Altstatten, Switzerland produces a motor reciprocated knife. A typical example of this type of cutting apparatus is schematically illustrated in Figure

1.

[0003] In this example, a computer controlled tangent axis drive motor

1000 is coupled to a housing tube 1010 that is keyed to the reciprocating knife

1020. Therefore, any movement of the housing tube generates movement of the knife. The knife is oriented tangent to the cut path by rotating the housing tube via the tangent axis motor drive.

[0004] A limitation of the existing art is that the inertia of the housing tube is oriented along with the knife. This extra inertia may slow the angular acceleration of orientation of the knife. To maximize the throughput of cut pieces, it is desirable to orient the knife as quickly as possible.

[0005] Another difficulty occurs when multiple changes in the cutting direction of the knife is required at very short time intervals. A series of changes of cutting direction can decrease the quality of the final cut sheet by having the cutting knife's orientation hampered by the inertia of the housing tube. The use of the housing tube to orient the cutting knife can greatly and detrimentally affect the amount of time it takes to cut a pattern piece from the work material.

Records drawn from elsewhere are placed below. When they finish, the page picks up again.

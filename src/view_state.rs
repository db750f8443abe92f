//! Settings form state, kept as a plain value and rebuilt from the stored
//! [`Settings`] whenever the form opens.

use serde::{Deserialize, Serialize};

use crate::keys::KeyChord;
use crate::settings::{DEFAULT_LAUNCH_COMMAND, DEFAULT_SHELL, Settings};

#[derive(Debug, Clone, Copy, PartialEq, Eq, Serialize, Deserialize)]
#[serde(rename_all = "lowercase")]
pub enum Modifier {
    Ctrl,
    Shift,
    Alt,
}

/// Form edits a UI can apply.
#[derive(Debug, Clone, PartialEq, Eq)]
pub enum ViewAction {
    /// Open the form, discarding unsaved edits.
    Open,
    Cancel,
    /// A key press in the key field, as the UI reports it (`F8`, `a`, `Control`).
    KeyPressed(String),
    SetModifier(Modifier, bool),
    SetLaunchCommand(String),
    SetDefaultShell(String),
}

#[derive(Debug, Clone, PartialEq, Eq, Serialize, Deserialize)]
#[serde(rename_all = "camelCase")]
pub struct ViewState {
    pub settings_open: bool,
    pub auto_enabled: bool,
    /// Key without modifiers or braces, as shown in the input.
    pub key: String,
    pub ctrl: bool,
    pub shift: bool,
    pub alt: bool,
    pub launch_command: String,
    pub default_shell: String,
    /// Stored key in full, for the status line.
    pub current_key: String,
    #[serde(skip)]
    saved: Settings,
}

impl ViewState {
    pub fn from_settings(settings: &Settings, auto_enabled: bool) -> Self {
        let mut state = ViewState {
            settings_open: false,
            auto_enabled,
            key: String::new(),
            ctrl: false,
            shift: false,
            alt: false,
            launch_command: String::new(),
            default_shell: String::new(),
            current_key: String::new(),
            saved: settings.clone(),
        };
        state.sync();
        state
    }

    /// Reset every form field from the last saved settings.
    fn sync(&mut self) {
        let stored = if self.saved.automation_key.is_empty() {
            crate::settings::DEFAULT_AUTOMATION_KEY.to_string()
        } else {
            self.saved.automation_key.clone()
        };
        let chord = KeyChord::parse(&stored);
        self.ctrl = chord.ctrl;
        self.shift = chord.shift;
        self.alt = chord.alt;
        self.key = chord.key;
        self.current_key = stored;
        self.launch_command = self.saved.launch_command.clone();
        self.default_shell = if self.saved.default_shell.is_empty() {
            DEFAULT_SHELL.to_string()
        } else {
            self.saved.default_shell.clone()
        };
    }

    pub fn apply(&mut self, action: ViewAction) {
        match action {
            ViewAction::Open => {
                self.sync();
                self.settings_open = true;
            }
            ViewAction::Cancel => self.settings_open = false,
            ViewAction::KeyPressed(key) => {
                if !matches!(key.as_str(), "Control" | "Shift" | "Alt") {
                    self.key = key.to_uppercase();
                }
            }
            ViewAction::SetModifier(modifier, on) => match modifier {
                Modifier::Ctrl => self.ctrl = on,
                Modifier::Shift => self.shift = on,
                Modifier::Alt => self.alt = on,
            },
            ViewAction::SetLaunchCommand(cmd) => self.launch_command = cmd,
            ViewAction::SetDefaultShell(shell) => self.default_shell = shell,
        }
    }

    /// Compose settings from the form and close it. The result becomes the
    /// new baseline for later `Open` actions.
    pub fn save(&mut self) -> Settings {
        let chord = KeyChord {
            ctrl: self.ctrl,
            shift: self.shift,
            alt: self.alt,
            key: self.key.clone(),
        };
        let settings = Settings {
            automation_key: chord.to_send_keys(),
            launch_command: non_empty_or(&self.launch_command, DEFAULT_LAUNCH_COMMAND),
            default_shell: non_empty_or(&self.default_shell, DEFAULT_SHELL),
        };
        self.saved = settings.clone();
        self.current_key = settings.automation_key.clone();
        self.settings_open = false;
        settings
    }
}

fn non_empty_or(value: &str, fallback: &str) -> String {
    if value.is_empty() {
        fallback.to_string()
    } else {
        value.to_string()
    }
}

#[cfg(test)]
mod tests {
    use super::*;

    fn stored(key: &str) -> Settings {
        Settings {
            automation_key: key.into(),
            ..Settings::default()
        }
    }

    #[test]
    fn decomposes_stored_key() {
        let view = ViewState::from_settings(&stored("^%{F8}"), true);
        assert!(view.ctrl && view.alt && !view.shift);
        assert_eq!(view.key, "F8");
        assert_eq!(view.current_key, "^%{F8}");
        assert!(view.auto_enabled);
        assert!(!view.settings_open);
    }

    #[test]
    fn modifier_key_presses_are_ignored() {
        let mut view = ViewState::from_settings(&Settings::default(), false);
        view.apply(ViewAction::KeyPressed("f5".into()));
        view.apply(ViewAction::KeyPressed("Shift".into()));
        assert_eq!(view.key, "F5");
    }

    #[test]
    fn save_composes_send_keys() {
        let mut view = ViewState::from_settings(&Settings::default(), false);
        view.apply(ViewAction::Open);
        view.apply(ViewAction::KeyPressed("F2".into()));
        view.apply(ViewAction::SetModifier(Modifier::Ctrl, true));
        view.apply(ViewAction::SetModifier(Modifier::Shift, true));
        let settings = view.save();
        assert_eq!(settings.automation_key, "^+{F2}");
        assert!(!view.settings_open);
        assert_eq!(view.current_key, "^+{F2}");
    }

    #[test]
    fn single_letter_is_not_braced() {
        let mut view = ViewState::from_settings(&Settings::default(), false);
        view.apply(ViewAction::KeyPressed("q".into()));
        view.apply(ViewAction::SetModifier(Modifier::Alt, true));
        assert_eq!(view.save().automation_key, "%Q");
    }

    #[test]
    fn empty_fields_fall_back_to_defaults() {
        let mut view = ViewState::from_settings(&Settings::default(), false);
        view.key.clear();
        view.apply(ViewAction::SetLaunchCommand(String::new()));
        view.apply(ViewAction::SetDefaultShell(String::new()));
        let settings = view.save();
        assert_eq!(settings, Settings::default());
    }

    #[test]
    fn reopening_discards_unsaved_edits() {
        let mut view = ViewState::from_settings(&stored("{F9}"), false);
        view.apply(ViewAction::Open);
        view.apply(ViewAction::KeyPressed("F1".into()));
        view.apply(ViewAction::SetLaunchCommand("yarn dev".into()));
        view.apply(ViewAction::Cancel);
        view.apply(ViewAction::Open);
        assert_eq!(view.key, "F9");
        assert_eq!(view.launch_command, "pnpm start");
    }

    #[test]
    fn saved_value_becomes_new_baseline() {
        let mut view = ViewState::from_settings(&Settings::default(), false);
        view.apply(ViewAction::SetLaunchCommand("npm run serve".into()));
        view.save();
        view.apply(ViewAction::Open);
        assert_eq!(view.launch_command, "npm run serve");
    }
}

In addition, because of the need for multiple changes in cutting knife direction, the likelihood for errors can increase at higher throughput speeds.

[0006] Based on the foregoing, there is a need in the art to provide a cutting apparatus that improves upon or overcomes the drawbacks of prior art devices.

SUMMARY OF THE INVENTION

[0007] The present invention is directed in one aspect to an apparatus for cutting pattern pieces that eliminates the rotating housing tube, and consequently increases the speed of knife orientation. The invention is not limited to motor reciprocation. Other means of reciprocating the knife are possible, including but not limited to, a mass-spring system that is excited by an electromagnetic actuator.

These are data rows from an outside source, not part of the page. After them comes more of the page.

use std::fs;
use std::path::{Path, PathBuf};

use serde::{Deserialize, Serialize};

use crate::error::{Error, Result};

pub const DEFAULT_AUTOMATION_KEY: &str = "{F9}";
pub const DEFAULT_LAUNCH_COMMAND: &str = "pnpm start";
pub const DEFAULT_SHELL: &str = "cmd.exe";

/// User-editable panel settings.
#[derive(Debug, Clone, PartialEq, Eq, Serialize, Deserialize)]
#[serde(rename_all = "camelCase", default)]
pub struct Settings {
    pub automation_key: String,
    pub launch_command: String,
    pub default_shell: String,
}

impl Default for Settings {
    fn default() -> Self {
        Self {
            automation_key: DEFAULT_AUTOMATION_KEY.to_string(),
            launch_command: DEFAULT_LAUNCH_COMMAND.to_string(),
            default_shell: DEFAULT_SHELL.to_string(),
        }
    }
}

/// On-disk record. Each field stays `None` until explicitly written so
/// defaults are applied at read time rather than baked into the file.
#[derive(Debug, Clone, Default, Serialize, Deserialize)]
#[serde(rename_all = "camelCase")]
struct StoredState {
    #[serde(default, skip_serializing_if = "Option::is_none")]
    settings: Option<Settings>,
    #[serde(default, skip_serializing_if = "Option::is_none")]
    project_roots: Option<Vec<PathBuf>>,
}

/// Default location of the state file.
pub fn state_file_path() -> PathBuf {
    dirs::config_dir()
        .or_else(|| dirs::home_dir().map(|h| h.join(".config")))
        .unwrap_or_else(|| PathBuf::from("/tmp"))
        .join("one-workflow/state.json")
}

/// Persisted key-value store for settings and project roots.
pub struct StateStore {
    path: PathBuf,
}

impl StateStore {
    pub fn new(path: impl Into<PathBuf>) -> Self {
        Self { path: path.into() }
    }

    pub fn path(&self) -> &Path {
        &self.path
    }

    /// Current settings, or defaults when none were ever saved.
    pub fn settings(&self) -> Settings {
        self.load().settings.unwrap_or_default()
    }

    /// Overwrite the stored settings wholesale.
    pub fn save_settings(&self, settings: &Settings) -> Result<()> {
        let mut state = self.load();
        state.settings = Some(settings.clone());
        self.write(&state)
    }

    /// Configured roots, or `fallback` (the active workspace) when the list
    /// is absent or empty.
    pub fn project_roots(&self, fallback: Option<&Path>) -> Vec<PathBuf> {
        match self.load().project_roots {
            Some(roots) if !roots.is_empty() => roots,
            _ => fallback.map(|p| vec![p.to_path_buf()]).unwrap_or_default(),
        }
    }

    pub fn save_project_roots(&self, roots: &[PathBuf]) -> Result<()> {
        let mut state = self.load();
        state.project_roots = Some(roots.to_vec());
        self.write(&state)
    }

    /// A missing or corrupt file reads as empty state. Corruption is logged
    /// so a silent reset is visible.
    fn load(&self) -> StoredState {
        let content = match fs::read_to_string(&self.path) {
            Ok(c) => c,
            Err(e) if e.kind() == std::io::ErrorKind::NotFound => return StoredState::default(),
            Err(e) => {
                tracing::warn!("{}", Error::StateRead { path: self.path.clone(), source: e });
                return StoredState::default();
            }
        };
        match serde_json::from_str(&content) {
            Ok(state) => state,
            Err(e) => {
                tracing::error!("corrupt state file {}: {e}; using defaults", self.path.display());
                StoredState::default()
            }
        }
    }

    /// Write via temp file + rename so a crash never leaves half a file.
    fn write(&self, state: &StoredState) -> Result<()> {
        let write_err = |source| Error::StateWrite { path: self.path.clone(), source };
        if let Some(dir) = self.path.parent() {
            fs::create_dir_all(dir).map_err(write_err)?;
        }
        let json = serde_json::to_string_pretty(state)?;
        let temp = self.path.with_extension(format!("json.tmp.{}", std::process::id()));
        fs::write(&temp, json).map_err(write_err)?;
        if let Err(e) = fs::rename(&temp, &self.path) {
            let _ = fs::remove_file(&temp);
            return Err(write_err(e));
        }
        tracing::debug!("state written to {}", self.path.display());
        Ok(())
    }
}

[0008] In one embodiment of the present invention, a servomotor orients the heading of the knife in response to a controller. The reciprocating motion of the knife is performed by a second motor that causes rotational motion of a spool. The spool is coupled to a rod. A bushing at the end of the

rod allows rotary and linear motion to the knife also at the distal end of the

rod.

[0009] In another embodiment of the invention, the motor that reciprocates the knife has a crack shaft with an eccentric shaft connected to ball bearings disposed in the spool. A pressure distributor may be attached to the ball bearing to reduce contact stresses of the flanges of the spool. [0010] In another form of the invention the servomotor and secondary motor are attached to a housing. The distal end of the housing has threading mated with a presserfoot that is used to provide adjustment of the cutting depth of the knife. A spring loaded catch can be used to prevent the presser foot from rotating and changing the cutting depth during the cutting operation. [0011] The present invention can be utilized in, but is not limited to, a mass-spring system implementation. In this embodiment, a servomotor orients the knife tangent to a cutting path. The servomotor can be an encoder, but is not limited to this implementation. The mass spring motion is produced by an electromagnetic actuator.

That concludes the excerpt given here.